Paroles indiennes

Publié le par la freniere

Une femme amérindienne ou autochtone de l’Alaska sur trois sera victime d’un viol au cours de sa vie. La plupart ne cherchent pas à obtenir justice car elles savent qu’elles se heurteront à l’inaction ou à l’indifférence.

La majorité des auteurs de violences sexuelles restent impunis car de nombreuses femmes amérindiennes victimes de tels actes ne les signalent jamais aux autorités et celles qui portent plainte se heurtent à des obstacles qui les empêchent d’obtenir justice. Le gouvernement des États-Unis a créé un système labyrinthique d’autorités fédérales, étatiques et tribales. En conséquence, justice n’est pas rendue aux Amérindiennes.

« Le droit de vivre dans un monde sans violence est au cœur des principes régissant nombre de gouvernements et de cultures autochtones. La prolifération des violences sexuelles contre les femmes amérindiennes aux États-Unis est le reflet d’une rupture fondamentale avec les normes culturelles et juridiques qui ont garanti la protection des Amérindiennes depuis des temps immémoriaux. » Sarah Deer (Creek mvskoke)

Obstacles à la justice

La majorité des auteurs de violences sexuelles restent impunis car de nombreuses femmes amérindiennes victimes de tels actes ne les signalent jamais aux autorités et celles qui portent plainte se heurtent à des obstacles qui les empêchent d’obtenir justice. Le gouvernement des États-Unis a créé un système labyrinthique d’autorités fédérales, étatiques et tribales. En conséquence, justice n’est pas rendue aux Amérindiennes.

Absence de mesures adéquates

Les autorités américaines s’abstiennent de faire le nécessaire face aux menaces qui pèsent sur les femmes autochtones, d’une part, et, d’autre part, les politiques et les pratiques fédérales empêchent de fait les femmes amérindiennes ou autochtones de l’Alaska de bénéficier des systèmes de protection mis à la disposition des autres femmes aux États-Unis.
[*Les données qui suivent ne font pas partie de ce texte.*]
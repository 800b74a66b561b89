//! Conversation history and the visible transcript.
//!
//! [`Conversation::messages`] is the protocol history: finalized user and
//! assistant messages, sent back to the server with every run request.
//! [`Transcript`] is the ordered, visible history a presentation layer
//! renders. It also holds tool activity, notices and errors, and an entry
//! may be inserted at the head rather than appended.

use std::collections::{BTreeMap, VecDeque};

use serde::{Deserialize, Serialize};

use crate::custom::DeferredToolRequest;
use crate::payload::Payload;

/// Author of a conversational turn.
#[derive(Debug, Clone, Copy, PartialEq, Eq, Serialize, Deserialize)]
#[serde(rename_all = "lowercase")]
pub enum Role {
    User,
    Assistant,
}

/// One finalized conversational turn.
#[derive(Debug, Clone, PartialEq, Eq, Serialize, Deserialize)]
pub struct Message {
    /// Assigned at creation and never changed.
    pub id: String,
    pub role: Role,
    pub content: String,
}

impl Message {
    /// A user message with a freshly generated ID.
    pub fn user(content: impl Into<String>) -> Self {
        Self {
            id: uuid::Uuid::new_v4().to_string(),
            role: Role::User,
            content: content.into(),
        }
    }

    /// An assistant message with a server-assigned ID.
    pub fn assistant(id: impl Into<String>, content: impl Into<String>) -> Self {
        Self {
            id: id.into(),
            role: Role::Assistant,
            content: content.into(),
        }
    }
}

/// One item of the visible history.
#[derive(Debug, Clone, PartialEq)]
pub enum Entry {
    User {
        message_id: String,
        text: String,
    },
    /// Assistant text, open while `complete` is false.
    Assistant {
        message_id: Option<String>,
        text: String,
        complete: bool,
    },
    ToolCall {
        tool_call_id: String,
        name: String,
        args: String,
        complete: bool,
    },
    ToolResult {
        tool_call_id: String,
        content: Payload,
    },
    Instructions(String),
    Attachment {
        filename: String,
        data_url: String,
    },
    ApprovalRequest(Vec<DeferredToolRequest>),
    /// Generic display for custom events without reserved meaning.
    Notice {
        name: String,
        value: Payload,
    },
    Error(String),
}

/// Ordered visible history.
#[derive(Debug, Clone, Default, PartialEq)]
pub struct Transcript {
    entries: VecDeque<Entry>,
}

impl Transcript {
    /// Append at the tail.
    pub fn push(&mut self, entry: Entry) {
        self.entries.push_back(entry);
    }

    /// Insert at the head.
    pub fn push_front(&mut self, entry: Entry) {
        self.entries.push_front(entry);
    }

    pub fn entries(&self) -> impl Iterator<Item = &Entry> {
        self.entries.iter()
    }

    pub fn len(&self) -> usize {
        self.entries.len()
    }

    pub fn is_empty(&self) -> bool {
        self.entries.is_empty()
    }

    pub fn last(&self) -> Option<&Entry> {
        self.entries.back()
    }

    /// The most recent assistant entry that has not been completed.
    pub(crate) fn open_assistant_mut(&mut self) -> Option<&mut Entry> {
        self.entries
            .iter_mut()
            .rev()
            .find(|entry| matches!(entry, Entry::Assistant { complete: false, .. }))
    }

    /// The most recent tool-call entry with the given ID.
    pub(crate) fn tool_call_mut(&mut self, id: &str) -> Option<&mut Entry> {
        self.entries.iter_mut().rev().find(
            |entry| matches!(entry, Entry::ToolCall { tool_call_id, .. } if tool_call_id == id),
        )
    }
}

/// Conversation state that persists across runs.
#[derive(Debug, Clone, Default, PartialEq)]
pub struct Conversation {
    messages: Vec<Message>,
    attachments: BTreeMap<String, String>,
    deferred_tool_approvals: Option<BTreeMap<String, bool>>,
    transcript: Transcript,
}

impl Conversation {
    pub fn new() -> Self {
        Self::default()
    }

    /// Finalized messages in order.
    pub fn messages(&self) -> &[Message] {
        &self.messages
    }

    /// Find a finalized message by ID.
    pub fn message(&self, id: &str) -> Option<&Message> {
        self.messages.iter().find(|m| m.id == id)
    }

    pub(crate) fn push_message(&mut self, message: Message) {
        self.messages.push(message);
    }

    /// Attachments for the next run, filename → data URL.
    pub fn attachments(&self) -> &BTreeMap<String, String> {
        &self.attachments
    }

    /// Attach a file, replacing any previous attachment with the same name.
    pub fn add_attachment(&mut self, filename: impl Into<String>, data_url: impl Into<String>) {
        self.attachments.insert(filename.into(), data_url.into());
    }

    /// Remove an attachment, returning its data URL.
    pub fn remove_attachment(&mut self, filename: &str) -> Option<String> {
        self.attachments.remove(filename)
    }

    pub(crate) fn merge_attachments(&mut self, attachments: &BTreeMap<String, String>) {
        for (filename, data_url) in attachments {
            self.attachments.insert(filename.clone(), data_url.clone());
        }
    }

    pub(crate) fn clear_attachments(&mut self) {
        self.attachments.clear();
    }

    /// Approval decisions awaiting delivery on a resumption run.
    pub fn deferred_tool_approvals(&self) -> Option<&BTreeMap<String, bool>> {
        self.deferred_tool_approvals.as_ref()
    }

    pub(crate) fn set_deferred_tool_approvals(&mut self, approvals: BTreeMap<String, bool>) {
        self.deferred_tool_approvals = Some(approvals);
    }

    /// Drop the resumption payload.
    pub fn clear_deferred_tool_approvals(&mut self) {
        self.deferred_tool_approvals = None;
    }

    pub fn transcript(&self) -> &Transcript {
        &self.transcript
    }

    pub(crate) fn transcript_mut(&mut self) -> &mut Transcript {
        &mut self.transcript
    }
}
Des mesures doivent être prises d’urgence pour mettre fin aux violences sexuelles commises contre les femmes autochtones aux États-Unis. Mais ces mesures doivent être élaborées en se basant sur l’analyse et sur les faits, et non sur des préjugés et des suppositions. Des organisations de femmes autochtones et des autorités tribales ont fait des propositions concrètes pour contribuer à mettre un terme à ces atteintes aux droits humains, mais le gouvernement fédéral n’a pris aucune mesure.